(Dataset entries)
===============
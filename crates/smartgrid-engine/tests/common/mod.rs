//! Common test utilities and mocks

#![allow(dead_code)]

use async_trait::async_trait;
use std::sync::Arc;

use smartgrid_core::{
    AddNewHandler, ColumnDescriptor, ColumnKind, GridError, GridResult, OptionItem, OptionQuery,
    OptionSource, Row, RowId, RowMutationHandler,
};
use smartgrid_engine::filter_sets::{FilterSet, FilterSetApi, FilterSetPatch, NewFilterSet};
use smartgrid_settings::{GridPreferences, PreferenceScope, PreferenceStore};

/// In-memory preference store recording every save
#[derive(Default)]
pub struct MockPreferenceStore {
    pub stored: Arc<parking_lot::Mutex<Option<GridPreferences>>>,
    pub save_count: Arc<parking_lot::Mutex<usize>>,
    pub should_fail: bool,
}

impl MockPreferenceStore {
    pub fn new() -> Self {
        Self::default()
    }

    pub fn with_preferences(self, preferences: GridPreferences) -> Self {
        *self.stored.lock() = Some(preferences);
        self
    }

    pub fn with_failure(mut self) -> Self {
        self.should_fail = true;
        self
    }

    pub fn saved(&self) -> Option<GridPreferences> {
        self.stored.lock().clone()
    }

    pub fn save_count(&self) -> usize {
        *self.save_count.lock()
    }
}

#[async_trait]
impl PreferenceStore for MockPreferenceStore {
    async fn load(&self, _scope: &PreferenceScope) -> GridResult<Option<GridPreferences>> {
        if self.should_fail {
            return Err(GridError::Persistence("preference service offline".into()));
        }
        Ok(self.stored.lock().clone())
    }

    async fn save(&self, _scope: &PreferenceScope, preferences: &GridPreferences) -> GridResult<()> {
        *self.save_count.lock() += 1;
        if self.should_fail {
            return Err(GridError::Persistence("preference service offline".into()));
        }
        *self.stored.lock() = Some(preferences.clone());
        Ok(())
    }
}

/// Filter-set API backed by a vector, with a call log
#[derive(Default)]
pub struct MockFilterSetApi {
    pub sets: Arc<parking_lot::Mutex<Vec<FilterSet>>>,
    pub call_log: Arc<parking_lot::Mutex<Vec<String>>>,
    pub should_fail: bool,
}

impl MockFilterSetApi {
    pub fn new() -> Self {
        Self::default()
    }

    pub fn with_set(self, set: FilterSet) -> Self {
        self.sets.lock().push(set);
        self
    }

    pub fn with_failure(mut self) -> Self {
        self.should_fail = true;
        self
    }

    pub fn call_log(&self) -> Vec<String> {
        self.call_log.lock().clone()
    }

    fn check(&self, call: &str) -> GridResult<()> {
        self.call_log.lock().push(call.to_string());
        if self.should_fail {
            return Err(GridError::Storage("filter set service offline".into()));
        }
        Ok(())
    }
}

#[async_trait]
impl FilterSetApi for MockFilterSetApi {
    async fn get_user_filter_sets(&self, owner: &str, grid_id: &str) -> GridResult<Vec<FilterSet>> {
        self.check("get")?;
        Ok(self
            .sets
            .lock()
            .iter()
            .filter(|s| s.owner == owner && s.grid_id == grid_id)
            .cloned()
            .collect())
    }

    async fn save_user_filter_set(&self, set: NewFilterSet) -> GridResult<FilterSet> {
        self.check("save")?;
        let now = chrono::Utc::now();
        let saved = FilterSet {
            id: uuid::Uuid::new_v4().to_string(),
            owner: set.owner,
            grid_id: set.grid_id,
            name: set.name,
            filters: set.filters,
            is_default: set.is_default,
            created_at: now,
            updated_at: now,
        };
        self.sets.lock().push(saved.clone());
        Ok(saved)
    }

    async fn update_filter_set(&self, id: &str, patch: FilterSetPatch) -> GridResult<FilterSet> {
        self.check("update")?;
        let mut sets = self.sets.lock();
        let set = sets
            .iter_mut()
            .find(|s| s.id == id)
            .ok_or_else(|| GridError::NotFound(format!("filter set '{}'", id)))?;
        if let Some(name) = patch.name {
            set.name = name;
        }
        if let Some(filters) = patch.filters {
            set.filters = filters;
        }
        if let Some(is_default) = patch.is_default {
            set.is_default = is_default;
        }
        set.updated_at = chrono::Utc::now();
        Ok(set.clone())
    }

    async fn delete_filter_set(&self, id: &str) -> GridResult<()> {
        self.check("delete")?;
        self.sets.lock().retain(|s| s.id != id);
        Ok(())
    }
}

/// Mutation handler recording calls; can be switched to reject them
#[derive(Default)]
pub struct MockMutationHandler {
    pub call_log: Arc<parking_lot::Mutex<Vec<String>>>,
    pub should_fail: Arc<parking_lot::Mutex<bool>>,
    /// Id assigned to added rows that have none
    pub next_id: Arc<parking_lot::Mutex<i64>>,
}

impl MockMutationHandler {
    pub fn new() -> Self {
        Self {
            next_id: Arc::new(parking_lot::Mutex::new(1000)),
            ..Self::default()
        }
    }

    pub fn with_failure(self) -> Self {
        *self.should_fail.lock() = true;
        self
    }

    pub fn set_failing(&self, failing: bool) {
        *self.should_fail.lock() = failing;
    }

    pub fn call_log(&self) -> Vec<String> {
        self.call_log.lock().clone()
    }

    fn record(&self, call: String) -> GridResult<()> {
        self.call_log.lock().push(call);
        if *self.should_fail.lock() {
            return Err(GridError::Mutation("backend rejected the change".into()));
        }
        Ok(())
    }
}

#[async_trait]
impl RowMutationHandler for MockMutationHandler {
    async fn on_add_row(&self, row: &Row) -> GridResult<Row> {
        self.record("add".to_string())?;
        let mut stored = row.clone();
        if stored.value("id").is_empty() {
            let mut next = self.next_id.lock();
            stored.set("id", *next);
            *next += 1;
        }
        Ok(stored)
    }

    async fn on_edit_row(&self, id: &RowId, _row: &Row) -> GridResult<()> {
        self.record(format!("edit:{}", id))
    }

    async fn on_delete_row(&self, id: &RowId, _row: &Row) -> GridResult<()> {
        self.record(format!("delete:{}", id))
    }
}

/// Option source over a fixed list, recording each query
pub struct MockOptionSource {
    pub options: Vec<OptionItem>,
    pub queries: Arc<parking_lot::Mutex<Vec<OptionQuery>>>,
    pub should_fail: bool,
}

impl MockOptionSource {
    pub fn new(options: Vec<OptionItem>) -> Self {
        Self {
            options,
            queries: Arc::new(parking_lot::Mutex::new(Vec::new())),
            should_fail: false,
        }
    }

    pub fn with_failure(mut self) -> Self {
        self.should_fail = true;
        self
    }

    pub fn queries(&self) -> Vec<OptionQuery> {
        self.queries.lock().clone()
    }
}

#[async_trait]
impl OptionSource for MockOptionSource {
    async fn fetch_options(&self, query: &OptionQuery) -> GridResult<Vec<OptionItem>> {
        self.queries.lock().push(query.clone());
        if self.should_fail {
            return Err(GridError::Fetch("option service offline".into()));
        }
        Ok(self
            .options
            .iter()
            .filter(|o| o.matches(&query.search_term))
            .skip(query.offset)
            .take(query.limit)
            .cloned()
            .collect())
    }
}

/// Add-new handler echoing the typed text as the option
#[derive(Default)]
pub struct MockAddNew {
    pub created: Arc<parking_lot::Mutex<Vec<(String, String)>>>,
}

#[async_trait]
impl AddNewHandler for MockAddNew {
    async fn on_add_new(&self, column: &str, value: &str) -> GridResult<OptionItem> {
        self.created
            .lock()
            .push((column.to_string(), value.to_string()));
        Ok(OptionItem::new(value, value))
    }
}

/// Delivery trips: id, driver, status, stops, date
pub fn trip_columns() -> Vec<ColumnDescriptor> {
    vec![
        ColumnDescriptor::integer("id", "ID").mandatory(),
        ColumnDescriptor::new("driver", "Driver", ColumnKind::EditableText)
            .required()
            .with_max_length(20),
        ColumnDescriptor::select(
            "status",
            "Status",
            vec![
                OptionItem::new("Planned", "planned"),
                OptionItem::new("Active", "active"),
                OptionItem::new("Done", "done"),
            ],
        )
        .editable(true)
        .groupable(),
        ColumnDescriptor::integer("stops", "Stops").editable(true),
        ColumnDescriptor::date("date", "Date"),
    ]
}

pub fn trip(id: i64, driver: &str, status: &str, stops: i64, date: &str) -> Row {
    Row::new()
        .with("id", id)
        .with("driver", driver)
        .with("status", status)
        .with("stops", stops)
        .with("date", date)
}

pub fn trip_rows() -> Vec<Row> {
    vec![
        trip(1, "Ana", "planned", 4, "2024-03-01"),
        trip(2, "Ben", "active", 7, "2024-03-02"),
        trip(3, "Cleo", "done", 2, "2024-02-28"),
        trip(4, "Dev", "active", 9, "2024-03-04"),
        trip(5, "Eli", "planned", 1, "2024-03-05"),
        trip(6, "Fay", "done", 5, "2024-03-01"),
        trip(7, "Gus", "active", 3, "2024-02-27"),
        trip(8, "Hana", "planned", 6, "2024-03-08"),
    ]
}

pub fn ids(values: &[i64]) -> Vec<RowId> {
    values.iter().map(|&v| RowId::from(v)).collect()
}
===============
#### What the task requires
Look through the entries above. Copy out every line holding the word "planned".

#### Your response
                OptionItem::new("Planned", "planned"),
        trip(1, "Ana", "planned", 4, "2024-03-01"),
        trip(5, "Eli", "planned", 1, "2024-03-05"),
        trip(8, "Hana", "planned", 6, "2024-03-08"),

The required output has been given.